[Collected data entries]
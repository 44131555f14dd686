//! End-to-end tests for the `txfile` binary.

mod common;

use std::fs;

use common::*;
use predicates::prelude::*;
use tempfile::TempDir;

const PLAN: &str = r#"
[[op]]
kind = "mkdir"
path = "out/nested"

[[op]]
kind = "write"
path = "out/nested/hello.txt"
text = "hello"

[[op]]
kind = "append"
path = "notes.txt"
text = " world"

[[op]]
kind = "move"
from = "draft.txt"
to = "out/final.txt"
"#;

fn setup() -> TempDir {
    let temp = TempDir::new().unwrap();
    fs::write(temp.path().join("plan.toml"), PLAN).unwrap();
    fs::write(temp.path().join("notes.txt"), "hello").unwrap();
    fs::write(temp.path().join("draft.txt"), "draft").unwrap();
    temp
}

#[test]
fn test_apply_commits_plan() {
    let temp = setup();
    let scratch = temp.path().join(".scratch");

    run_txfile(temp.path(), &scratch, &["apply", "plan.toml"])
        .success()
        .stdout(predicate::str::contains("Changes committed"));

    assert_eq!(read(&temp.path().join("out/nested/hello.txt")), "hello");
    assert_eq!(read(&temp.path().join("notes.txt")), "hello world");
    assert_eq!(read(&temp.path().join("out/final.txt")), "draft");
    assert!(!temp.path().join("draft.txt").exists());
    assert_eq!(fs::read_dir(&scratch).unwrap().count(), 0);
}

#[test]
fn test_apply_abort_leaves_tree_untouched() {
    let temp = setup();
    let scratch = temp.path().join(".scratch");

    run_txfile(temp.path(), &scratch, &["apply", "plan.toml", "--abort"])
        .success()
        .stdout(predicate::str::contains("rolled back"));

    assert!(!temp.path().join("out").exists());
    assert_eq!(read(&temp.path().join("notes.txt")), "hello");
    assert_eq!(read(&temp.path().join("draft.txt")), "draft");
}

#[test]
fn test_failing_step_rolls_back_earlier_steps() {
    let temp = setup();
    let scratch = temp.path().join(".scratch");
    fs::remove_file(temp.path().join("draft.txt")).unwrap();

    run_txfile(temp.path(), &scratch, &["apply", "plan.toml"])
        .failure()
        .stderr(predicate::str::contains("step 4"))
        .stderr(predicate::str::contains("Rollback successful"));

    assert!(!temp.path().join("out").exists());
    assert_eq!(read(&temp.path().join("notes.txt")), "hello");
}

#[test]
fn test_no_transaction_keeps_partial_work() {
    let temp = setup();
    let scratch = temp.path().join(".scratch");
    fs::remove_file(temp.path().join("draft.txt")).unwrap();

    run_txfile(temp.path(), &scratch, &["apply", "plan.toml", "--no-transaction"]).failure();

    assert_eq!(read(&temp.path().join("out/nested/hello.txt")), "hello");
    assert_eq!(read(&temp.path().join("notes.txt")), "hello world");
}

#[test]
fn test_abort_conflicts_with_no_transaction() {
    let temp = setup();
    let scratch = temp.path().join(".scratch");

    run_txfile(
        temp.path(),
        &scratch,
        &["apply", "plan.toml", "--abort", "--no-transaction"],
    )
    .failure();

    assert!(!temp.path().join("out").exists());
}

#[test]
fn test_invalid_plan_is_reported() {
    let temp = TempDir::new().unwrap();
    let scratch = temp.path().join(".scratch");
    fs::write(
        temp.path().join("plan.toml"),
        "[[op]]\nkind = \"shred\"\npath = \"x\"\n",
    )
    .unwrap();

    run_txfile(temp.path(), &scratch, &["apply", "plan.toml"])
        .failure()
        .stderr(predicate::str::contains("unknown kind 'shred'"));
}

#[test]
fn test_root_flag_resolves_relative_paths() {
    let temp = TempDir::new().unwrap();
    let scratch = temp.path().join(".scratch");
    let target = temp.path().join("target");
    fs::create_dir(&target).unwrap();
    fs::write(
        temp.path().join("plan.toml"),
        "[[op]]\nkind = \"write\"\npath = \"x.txt\"\ntext = \"x\"\n",
    )
    .unwrap();

    run_txfile(
        temp.path(),
        &scratch,
        &["apply", "plan.toml", "--root", "target"],
    )
    .success();

    assert_eq!(read(&target.join("x.txt")), "x");
    assert!(!temp.path().join("x.txt").exists());
}

#[test]
fn test_sweep_removes_orphans() {
    let temp = TempDir::new().unwrap();
    let scratch = temp.path().join(".scratch");
    fs::create_dir_all(scratch.join("0a1b2c3d4e5f")).unwrap();
    fs::write(scratch.join("0a1b2c3d4e5f/inner.txt"), "x").unwrap();
    fs::write(scratch.join("9f8e7d6c5b4a.cfg"), "y").unwrap();

    run_txfile(temp.path(), &scratch, &["sweep", "--dry-run"])
        .success()
        .stdout(predicate::str::contains("would be removed"));
    assert_eq!(fs::read_dir(&scratch).unwrap().count(), 2);

    run_txfile(temp.path(), &scratch, &["sweep"])
        .success()
        .stdout(predicate::str::contains("Removed 2 of 2"));
    assert_eq!(fs::read_dir(&scratch).unwrap().count(), 0);
}

#[test]
fn test_sweep_min_age_keeps_fresh_backups() {
    let temp = TempDir::new().unwrap();
    let scratch = temp.path().join(".scratch");
    fs::create_dir_all(&scratch).unwrap();
    fs::write(scratch.join("fresh.txt"), "y").unwrap();

    run_txfile(temp.path(), &scratch, &["sweep", "--min-age", "3600"])
        .success()
        .stdout(predicate::str::contains("No orphaned backups"));
    assert!(scratch.join("fresh.txt").exists());
}

#[test]
fn test_sweep_leaves_temp_file_names_alone() {
    let temp = TempDir::new().unwrap();
    let files = manager(&temp);
    let scratch = files.scratch_dir().to_path_buf();
    fs::create_dir_all(&scratch).unwrap();
    let work = files.temp_file_name(Some("dat")).unwrap();
    fs::write(&work, "caller data").unwrap();

    run_txfile(temp.path(), &scratch, &["sweep"]).success();

    assert_eq!(read(&work), "caller data");
    fs::remove_file(&work).unwrap();
}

TASK REQUIREMENTS ::
Wherever the word "nkind" appears in the records above, copy that line.

REPLY ::
        "[[op]]\nkind = \"shred\"\npath = \"x\"\n",
        "[[op]]\nkind = \"write\"\npath = \"x.txt\"\ntext = \"x\"\n",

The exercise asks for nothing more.